TASK BRIEF
Find how many lines of the entries contain the word "delete", then report that figure alone.

DATA FOR THE TASK
====
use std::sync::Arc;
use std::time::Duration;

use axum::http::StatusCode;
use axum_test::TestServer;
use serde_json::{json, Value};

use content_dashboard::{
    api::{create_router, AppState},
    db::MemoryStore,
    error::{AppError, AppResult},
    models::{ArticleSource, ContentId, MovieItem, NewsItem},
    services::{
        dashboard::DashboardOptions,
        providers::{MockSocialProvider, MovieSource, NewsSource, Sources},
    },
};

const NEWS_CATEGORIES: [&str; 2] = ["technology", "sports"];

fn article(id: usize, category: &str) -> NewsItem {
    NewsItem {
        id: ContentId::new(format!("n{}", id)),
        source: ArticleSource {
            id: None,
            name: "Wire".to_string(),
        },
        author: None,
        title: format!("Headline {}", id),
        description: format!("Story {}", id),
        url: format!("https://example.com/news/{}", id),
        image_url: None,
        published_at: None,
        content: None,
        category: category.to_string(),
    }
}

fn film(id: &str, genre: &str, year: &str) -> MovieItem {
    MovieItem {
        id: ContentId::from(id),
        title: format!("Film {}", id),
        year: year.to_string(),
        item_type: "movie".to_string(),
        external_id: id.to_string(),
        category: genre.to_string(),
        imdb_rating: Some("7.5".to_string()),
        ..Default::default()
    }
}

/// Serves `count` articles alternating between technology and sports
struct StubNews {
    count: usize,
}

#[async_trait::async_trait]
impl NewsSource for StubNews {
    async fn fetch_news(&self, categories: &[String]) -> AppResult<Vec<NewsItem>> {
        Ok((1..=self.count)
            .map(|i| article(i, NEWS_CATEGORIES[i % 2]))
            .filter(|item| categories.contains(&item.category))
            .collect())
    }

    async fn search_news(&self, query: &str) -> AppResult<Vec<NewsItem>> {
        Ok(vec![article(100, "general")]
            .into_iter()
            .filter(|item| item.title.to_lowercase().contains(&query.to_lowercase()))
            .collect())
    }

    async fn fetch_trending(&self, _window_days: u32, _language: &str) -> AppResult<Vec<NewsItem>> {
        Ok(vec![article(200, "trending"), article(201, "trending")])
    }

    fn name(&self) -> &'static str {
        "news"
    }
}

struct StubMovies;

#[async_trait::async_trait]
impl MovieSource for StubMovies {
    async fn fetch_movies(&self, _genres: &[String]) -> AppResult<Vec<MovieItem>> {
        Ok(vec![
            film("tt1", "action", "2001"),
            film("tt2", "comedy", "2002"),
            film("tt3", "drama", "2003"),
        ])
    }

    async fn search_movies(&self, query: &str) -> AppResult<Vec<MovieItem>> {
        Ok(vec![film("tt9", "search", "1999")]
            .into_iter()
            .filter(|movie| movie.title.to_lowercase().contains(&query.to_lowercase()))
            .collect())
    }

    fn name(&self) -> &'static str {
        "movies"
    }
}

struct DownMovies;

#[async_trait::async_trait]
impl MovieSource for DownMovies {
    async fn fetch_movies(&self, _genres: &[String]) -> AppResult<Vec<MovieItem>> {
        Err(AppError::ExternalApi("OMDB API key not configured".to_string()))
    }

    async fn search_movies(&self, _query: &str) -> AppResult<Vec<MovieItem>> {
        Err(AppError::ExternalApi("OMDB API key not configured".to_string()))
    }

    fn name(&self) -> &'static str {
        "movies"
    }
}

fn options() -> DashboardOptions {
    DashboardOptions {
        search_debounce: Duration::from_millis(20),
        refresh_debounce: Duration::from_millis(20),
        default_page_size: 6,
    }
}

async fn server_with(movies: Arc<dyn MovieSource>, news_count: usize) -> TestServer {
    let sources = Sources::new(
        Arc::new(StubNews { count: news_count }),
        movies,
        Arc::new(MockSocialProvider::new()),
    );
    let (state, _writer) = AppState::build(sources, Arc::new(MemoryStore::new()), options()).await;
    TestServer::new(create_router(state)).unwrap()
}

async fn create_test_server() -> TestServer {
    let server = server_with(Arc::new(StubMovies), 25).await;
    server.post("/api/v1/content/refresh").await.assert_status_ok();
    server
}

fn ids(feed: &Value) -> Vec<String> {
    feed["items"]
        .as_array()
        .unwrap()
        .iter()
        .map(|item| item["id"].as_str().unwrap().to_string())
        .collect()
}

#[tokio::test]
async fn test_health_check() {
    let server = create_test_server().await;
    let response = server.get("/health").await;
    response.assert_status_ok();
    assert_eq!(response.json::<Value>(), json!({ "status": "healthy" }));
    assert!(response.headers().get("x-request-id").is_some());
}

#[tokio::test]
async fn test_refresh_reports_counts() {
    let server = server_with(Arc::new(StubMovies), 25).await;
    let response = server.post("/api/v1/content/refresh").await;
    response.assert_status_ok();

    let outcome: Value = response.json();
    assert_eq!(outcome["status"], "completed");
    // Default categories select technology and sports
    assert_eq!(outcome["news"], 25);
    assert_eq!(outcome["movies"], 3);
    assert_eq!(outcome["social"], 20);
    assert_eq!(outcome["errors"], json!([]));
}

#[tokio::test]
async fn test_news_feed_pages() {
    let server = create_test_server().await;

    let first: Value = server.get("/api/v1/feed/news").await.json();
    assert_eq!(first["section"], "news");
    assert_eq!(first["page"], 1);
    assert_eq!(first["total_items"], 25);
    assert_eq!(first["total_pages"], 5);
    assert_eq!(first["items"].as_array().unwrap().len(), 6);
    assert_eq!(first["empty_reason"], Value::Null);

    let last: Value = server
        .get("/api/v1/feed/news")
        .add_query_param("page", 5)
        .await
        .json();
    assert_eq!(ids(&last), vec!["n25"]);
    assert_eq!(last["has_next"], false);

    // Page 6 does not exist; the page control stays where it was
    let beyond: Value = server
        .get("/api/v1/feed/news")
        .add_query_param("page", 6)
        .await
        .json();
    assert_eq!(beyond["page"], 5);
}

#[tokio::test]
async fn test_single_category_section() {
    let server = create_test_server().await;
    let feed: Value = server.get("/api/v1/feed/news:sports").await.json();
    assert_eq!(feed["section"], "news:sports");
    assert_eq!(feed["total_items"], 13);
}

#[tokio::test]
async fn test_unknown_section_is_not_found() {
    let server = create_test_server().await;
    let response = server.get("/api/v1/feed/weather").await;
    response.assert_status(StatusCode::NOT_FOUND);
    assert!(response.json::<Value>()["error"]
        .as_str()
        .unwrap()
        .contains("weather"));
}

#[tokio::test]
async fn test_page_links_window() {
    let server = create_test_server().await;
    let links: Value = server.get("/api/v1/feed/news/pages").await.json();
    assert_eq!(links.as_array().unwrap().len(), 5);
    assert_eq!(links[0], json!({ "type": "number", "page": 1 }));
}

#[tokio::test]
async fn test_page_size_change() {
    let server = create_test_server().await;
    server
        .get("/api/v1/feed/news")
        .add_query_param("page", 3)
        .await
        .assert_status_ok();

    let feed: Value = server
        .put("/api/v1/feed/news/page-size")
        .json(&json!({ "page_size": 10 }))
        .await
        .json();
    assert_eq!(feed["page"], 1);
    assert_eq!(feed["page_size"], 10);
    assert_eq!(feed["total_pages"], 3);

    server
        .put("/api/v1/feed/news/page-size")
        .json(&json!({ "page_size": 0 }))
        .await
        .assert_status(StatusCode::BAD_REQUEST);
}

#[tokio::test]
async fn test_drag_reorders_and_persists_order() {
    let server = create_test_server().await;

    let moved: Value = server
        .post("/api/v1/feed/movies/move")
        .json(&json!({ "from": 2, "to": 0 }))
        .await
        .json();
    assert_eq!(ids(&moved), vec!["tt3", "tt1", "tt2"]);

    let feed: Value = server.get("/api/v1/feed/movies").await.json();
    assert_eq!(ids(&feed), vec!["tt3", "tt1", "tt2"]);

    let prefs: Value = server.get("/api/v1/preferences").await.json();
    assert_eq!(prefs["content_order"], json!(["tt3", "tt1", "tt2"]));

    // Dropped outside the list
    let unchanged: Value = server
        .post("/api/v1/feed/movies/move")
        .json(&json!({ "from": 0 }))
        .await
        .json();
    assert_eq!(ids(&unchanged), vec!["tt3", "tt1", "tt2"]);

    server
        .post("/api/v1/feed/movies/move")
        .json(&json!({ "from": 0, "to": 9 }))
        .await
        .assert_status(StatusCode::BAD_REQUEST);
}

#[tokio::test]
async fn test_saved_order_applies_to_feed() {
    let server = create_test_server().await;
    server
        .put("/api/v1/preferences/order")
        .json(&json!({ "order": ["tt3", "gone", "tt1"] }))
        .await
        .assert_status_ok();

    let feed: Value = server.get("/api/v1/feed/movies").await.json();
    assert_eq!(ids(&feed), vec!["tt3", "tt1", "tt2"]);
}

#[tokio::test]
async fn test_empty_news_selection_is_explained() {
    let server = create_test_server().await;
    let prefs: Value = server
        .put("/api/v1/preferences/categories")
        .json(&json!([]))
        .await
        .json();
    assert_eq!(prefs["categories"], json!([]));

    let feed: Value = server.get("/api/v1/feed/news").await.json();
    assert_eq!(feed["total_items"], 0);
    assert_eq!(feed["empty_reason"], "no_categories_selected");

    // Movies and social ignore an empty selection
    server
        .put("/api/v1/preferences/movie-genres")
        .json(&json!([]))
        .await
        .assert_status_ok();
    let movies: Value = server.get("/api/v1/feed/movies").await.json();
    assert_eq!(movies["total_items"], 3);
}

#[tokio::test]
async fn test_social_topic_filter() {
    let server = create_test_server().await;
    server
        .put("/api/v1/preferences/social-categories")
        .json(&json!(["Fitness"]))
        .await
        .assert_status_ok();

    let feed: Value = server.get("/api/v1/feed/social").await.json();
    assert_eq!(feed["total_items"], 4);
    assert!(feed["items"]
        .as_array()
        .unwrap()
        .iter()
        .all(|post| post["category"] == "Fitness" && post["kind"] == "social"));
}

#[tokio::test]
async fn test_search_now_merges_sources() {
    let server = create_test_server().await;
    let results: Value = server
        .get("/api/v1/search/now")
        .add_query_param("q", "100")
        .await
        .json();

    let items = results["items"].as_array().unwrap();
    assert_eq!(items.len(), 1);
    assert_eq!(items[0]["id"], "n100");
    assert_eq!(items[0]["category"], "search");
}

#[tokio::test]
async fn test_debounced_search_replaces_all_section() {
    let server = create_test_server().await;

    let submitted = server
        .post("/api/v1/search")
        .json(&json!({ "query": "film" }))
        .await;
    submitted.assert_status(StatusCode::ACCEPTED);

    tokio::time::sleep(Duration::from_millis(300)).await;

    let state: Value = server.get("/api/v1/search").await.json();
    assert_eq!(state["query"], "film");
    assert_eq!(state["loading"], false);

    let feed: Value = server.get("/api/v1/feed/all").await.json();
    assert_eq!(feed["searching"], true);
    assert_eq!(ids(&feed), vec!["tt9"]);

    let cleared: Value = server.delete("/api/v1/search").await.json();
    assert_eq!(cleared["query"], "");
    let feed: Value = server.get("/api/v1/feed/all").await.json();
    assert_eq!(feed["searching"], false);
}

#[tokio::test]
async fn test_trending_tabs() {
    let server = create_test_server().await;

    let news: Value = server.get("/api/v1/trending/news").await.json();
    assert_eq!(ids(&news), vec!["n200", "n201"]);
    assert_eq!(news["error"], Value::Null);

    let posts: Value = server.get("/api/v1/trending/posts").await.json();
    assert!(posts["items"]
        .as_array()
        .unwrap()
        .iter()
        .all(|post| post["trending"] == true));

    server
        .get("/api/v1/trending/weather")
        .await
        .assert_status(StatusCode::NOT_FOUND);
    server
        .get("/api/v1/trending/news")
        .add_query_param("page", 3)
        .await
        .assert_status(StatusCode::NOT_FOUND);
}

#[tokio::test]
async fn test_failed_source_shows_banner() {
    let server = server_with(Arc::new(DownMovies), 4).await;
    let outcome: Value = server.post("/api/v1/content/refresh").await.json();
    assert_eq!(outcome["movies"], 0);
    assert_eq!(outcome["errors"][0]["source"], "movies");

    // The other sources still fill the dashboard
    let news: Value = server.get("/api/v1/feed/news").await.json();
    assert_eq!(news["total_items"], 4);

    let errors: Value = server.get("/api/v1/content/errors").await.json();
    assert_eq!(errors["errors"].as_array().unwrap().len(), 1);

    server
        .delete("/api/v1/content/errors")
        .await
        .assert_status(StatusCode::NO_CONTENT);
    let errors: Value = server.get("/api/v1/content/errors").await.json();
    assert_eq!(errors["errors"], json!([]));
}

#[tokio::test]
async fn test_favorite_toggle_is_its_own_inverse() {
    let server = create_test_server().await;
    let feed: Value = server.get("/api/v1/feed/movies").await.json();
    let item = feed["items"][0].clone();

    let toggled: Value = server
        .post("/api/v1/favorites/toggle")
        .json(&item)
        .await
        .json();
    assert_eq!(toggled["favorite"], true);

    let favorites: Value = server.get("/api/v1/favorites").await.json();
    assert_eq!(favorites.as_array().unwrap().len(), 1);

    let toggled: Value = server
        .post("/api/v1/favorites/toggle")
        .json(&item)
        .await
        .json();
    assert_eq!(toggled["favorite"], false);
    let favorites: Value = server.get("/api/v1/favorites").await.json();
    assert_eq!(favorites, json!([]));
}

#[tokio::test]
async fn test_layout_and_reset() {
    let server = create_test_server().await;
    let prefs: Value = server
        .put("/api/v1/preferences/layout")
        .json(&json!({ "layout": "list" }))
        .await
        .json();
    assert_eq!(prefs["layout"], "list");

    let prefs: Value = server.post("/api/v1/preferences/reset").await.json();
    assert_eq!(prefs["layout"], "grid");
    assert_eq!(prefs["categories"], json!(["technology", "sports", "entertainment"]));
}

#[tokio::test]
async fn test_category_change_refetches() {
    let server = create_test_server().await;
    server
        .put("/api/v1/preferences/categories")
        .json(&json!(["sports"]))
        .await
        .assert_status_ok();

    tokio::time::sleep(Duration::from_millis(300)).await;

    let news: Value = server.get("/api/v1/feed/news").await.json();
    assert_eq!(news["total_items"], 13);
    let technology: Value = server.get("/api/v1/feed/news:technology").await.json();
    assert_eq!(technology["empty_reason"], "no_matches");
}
====
WORKED SOLUTION
2